Physical activity is widely recognized for its health benefits, but the precise molecular reasons have long been a complex puzzle. Scientists are now uncovering a class of signaling molecules called exerkines, which are released into the bloodstream during and after physical exertion. These molecules function as messengers, carrying instructions from the tissues engaged in exercise to distant parts of the body. This helps explain how an activity like running, which primarily involves the legs, can produce positive effects in organs such as the brain or liver.
The Sources of Exerkines
The term “exerkine” is a broad classification for molecules released in response to exercise, and they originate from a multitude of tissues. This widespread production shows that physical activity initiates a systemic, body-wide biological conversation, with many different organs and cell types participating.
Skeletal muscle is the most well-known source, and the exerkines it produces are called myokines. When muscles contract during a workout, they release these protein-based signals into circulation. One of the first molecules identified was Interleukin-6 (IL-6), which plays a part in metabolic regulation and inflammatory responses. This discovery shifted the understanding of muscle from a purely mechanical tissue to an active endocrine organ.
Beyond muscle, adipose tissue (body fat) is another contributor, releasing signals known as adipokines. Exercise stimulates fat cells to alter their secretory profile, influencing energy metabolism and inflammation. The liver also produces hepatokines to manage glucose and fatty acid metabolism. Immune cells, neurons, and cells within the heart also release their own exerkines, contributing to the signaling network that coordinates the body’s adaptation to exercise.
Systemic Effects of Exerkines
The messages from exerkines trigger a wide array of physiological changes, impacting the health of multiple organ systems. These molecules are how the body adapts and becomes more resilient through regular physical activity. Their influence extends from energy management to brain function, showing the interconnected benefits of exercise.
A primary area of influence for exerkines is metabolic health. They improve insulin sensitivity, which allows cells to more effectively take up glucose from the bloodstream for fuel. For instance, the myokine irisin promotes the browning of white adipose tissue, a process that increases energy expenditure. Others stimulate lipolysis, the breakdown of stored fats into fatty acids that can be used for energy.

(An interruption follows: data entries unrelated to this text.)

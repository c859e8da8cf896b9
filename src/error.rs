use thiserror::Error;

/// Failure reported by the log delivery service or the transport to it
#[derive(Debug, Error)]
pub enum DeliveryError {
    #[error("Device not found: {0}")]
    NotFound(String),

    #[error("Not authorized to read logs for {0}")]
    Unauthorized(String),

    #[error("Failed to connect to delivery service: {0}")]
    Connection(String),

    #[error("Delivery protocol error: {0}")]
    Protocol(String),

    #[error("Log subscription closed by delivery service")]
    Closed,

    #[error("Delivery service error: {0}")]
    Remote(String),

    #[error("IO error: {0}")]
    Io(#[from] std::io::Error),
}

/// Main error type for devlogs
#[derive(Debug, Error)]
pub enum LogsError {
    // Session errors, one per failure point of a run
    #[error("Failed to fetch log history: {0}")]
    History(DeliveryError),

    #[error("Failed to subscribe to live logs: {0}")]
    Subscribe(DeliveryError),

    #[error("Live log subscription failed: {0}")]
    Subscription(DeliveryError),

    #[error("Session already ran")]
    SessionAlreadyRun,

    #[error("Invalid device identifier: {0:?}")]
    InvalidDeviceId(String),

    // Configuration errors
    #[error("Configuration error: {0}")]
    ConfigError(String),

    #[error("Invalid configuration file: {0}")]
    InvalidConfig(String),

    #[error("Configuration validation failed: {0}")]
    ConfigValidation(String),

    #[error("Failed to write log output: {0}")]
    Output(std::io::Error),
}

/// Result type alias for devlogs operations
pub type Result<T> = std::result::Result<T, LogsError>;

Exerkines also impact brain and cognitive function. Some molecules, like Brain-Derived Neurotrophic Factor (BDNF), can cross the blood-brain barrier. Once in the brain, BDNF supports neurogenesis (the growth of new neurons) and strengthens connections between existing ones. This enhances learning, improves memory, and may offer protection against age-related cognitive decline.
Cardiovascular and immune functions are also modulated by exerkines. In the cardiovascular system, they help regulate blood pressure and promote angiogenesis, the formation of new blood vessels, which improves blood flow. Many exerkines also have anti-inflammatory effects. While exercise causes a temporary inflammatory response, exerkines help manage this, contributing to lower chronic inflammation, a known factor in many long-term diseases.

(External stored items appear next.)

// CLI module - User-facing command-line interface

pub mod output;

use crate::config::Config;
use crate::delivery::{DeviceId, SocketDelivery};
use crate::logging;
use crate::logs::LineRenderer;
use crate::session::{ForcedExit, Session};
use anyhow::{Context, Result};
use clap::Parser;
use std::path::PathBuf;
use tracing::info;

const LONG_ABOUT: &str = "\
Show logs for a specific device.

By default, the command prints all stored log messages and exits.

To continuously stream output and see new logs in real time, use the --tail
option.

The whole device identifier is required; short prefixes are not resolved.

Examples:

    devlogs 23c73a1
    devlogs 23c73a1 --tail";

/// devlogs - show device logs
#[derive(Parser, Debug)]
#[command(name = "devlogs")]
#[command(version, about = "Show device logs", long_about = LONG_ABOUT)]
pub struct Cli {
    /// Device identifier
    device: DeviceId,

    /// Continuously stream output
    #[arg(short, long)]
    tail: bool,

    /// Socket of the log delivery service
    #[arg(long, value_name = "PATH")]
    socket: Option<PathBuf>,

    /// Configuration file (.toml or .json)
    #[arg(short, long, value_name = "PATH")]
    config: Option<PathBuf>,

    /// Diagnostic log level written to stderr
    #[arg(long, value_name = "LEVEL")]
    log_level: Option<String>,
}

impl Cli {
    /// Run the CLI application
    pub async fn run() -> Result<()> {
        let cli = Cli::parse();
        cli.execute().await
    }

    /// Execute the parsed command
    async fn execute(&self) -> Result<()> {
        let config = self.resolve_config()?;
        logging::init(&config.log_level)?;

        let delivery = SocketDelivery::from_config(&config);
        info!(
            "Fetching logs for {} from {}",
            self.device,
            delivery.socket_path().display()
        );

        let mut session = Session::new(
            self.device.clone(),
            self.tail,
            delivery,
            LineRenderer::stdout(),
            ForcedExit,
        );

        if !self.tail {
            session.run().await?;
            return Ok(());
        }

        // Live tailing only ends on failure or interrupt; dropping the
        // session future releases the subscription.
        tokio::select! {
            result = session.run() => {
                result?;
            }
            signal = tokio::signal::ctrl_c() => {
                signal.context("Failed to listen for interrupt")?;
                output::print_notice("Interrupted, closing live log subscription");
            }
        }

        Ok(())
    }

    /// Build the effective configuration: file, then environment, then flags
    fn resolve_config(&self) -> Result<Config> {
        let mut config = Config::load(self.config.as_deref()).with_context(|| match &self.config {
            Some(path) => format!("Failed to load config from {}", path.display()),
            None => "Failed to load config".to_string(),
        })?;

        if let Some(ref socket) = self.socket {
            config.socket_path = socket.clone();
        }
        if let Some(ref level) = self.log_level {
            config.log_level = level.clone();
        }

        config.validate()?;
        Ok(config)
    }
}

#[cfg(test)]
mod tests {
    use super::*;
    use clap::CommandFactory;

    #[test]
    fn test_cli_definition() {
        Cli::command().debug_assert();
    }

    #[test]
    fn test_parse_history_only() {
        let cli = Cli::try_parse_from(["devlogs", "23c73a1"]).unwrap();
        assert_eq!(cli.device.as_str(), "23c73a1");
        assert!(!cli.tail);
        assert!(cli.socket.is_none());
    }

    #[test]
    fn test_parse_tail_short_flag() {
        let cli = Cli::try_parse_from(["devlogs", "-t", "23c73a1"]).unwrap();
        assert!(cli.tail);
    }

    #[test]
    fn test_parse_rejects_blank_device() {
        assert!(Cli::try_parse_from(["devlogs", "  "]).is_err());
        assert!(Cli::try_parse_from(["devlogs"]).is_err());
    }

    #[test]
    fn test_flags_override_config() {
        let cli = Cli::try_parse_from([
            "devlogs",
            "23c73a1",
            "--socket",
            "/tmp/flag.sock",
            "--log-level",
            "debug",
        ])
        .unwrap();

        let config = cli.resolve_config().unwrap();
        assert_eq!(config.socket_path, PathBuf::from("/tmp/flag.sock"));
        assert_eq!(config.log_level, "debug");
    }
}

How Different Exercises Influence Exerkine Production
The type, intensity, and duration of physical activity influence the profile of exerkines released. Different forms of exercise create distinct physiological demands, prompting tissues to secrete unique combinations of these molecules. This means a varied fitness routine can provide a broader range of health benefits by stimulating a more diverse exerkine response.

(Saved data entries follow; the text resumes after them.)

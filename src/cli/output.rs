// Status messages for the CLI. These go to stderr; stdout carries log lines.

use colored::*;

/// Print an error message to stderr
pub fn print_error(error: &str) {
    eprintln!("{} {}", "✗ Error:".red().bold(), error);
}

/// Print an informational notice to stderr
pub fn print_notice(message: &str) {
    eprintln!("{} {}", "ℹ".blue().bold(), message.dimmed());
}

/// Format an error and its causes on one line
pub fn format_error_chain(err: &anyhow::Error) -> String {
    format!("{:#}", err)
}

Endurance exercises, such as jogging or cycling, are effective at stimulating exerkines that benefit metabolic and cardiovascular health. The sustained effort of aerobic activity promotes the secretion of molecules that improve fat oxidation and overall metabolic efficiency. This makes endurance training a good way to strengthen the heart and circulatory system.
Resistance training like weightlifting primarily stimulates the release of myokines geared toward muscle health. These signals promote muscle protein synthesis, which is the process of repairing and rebuilding muscle fibers to become stronger. The mechanical stress placed on muscles during resistance exercise is a trigger for this growth-oriented response.
High-Intensity Interval Training (HIIT), which involves short bursts of effort followed by brief recovery, triggers a broad release of exerkines. The intense metabolic stress of HIIT is a stimulus for the secretion of molecules that affect multiple systems, including BDNF for brain health. A fitness regimen that incorporates endurance, resistance, and high-intensity work is the most effective strategy for stimulating a comprehensive exerkine profile.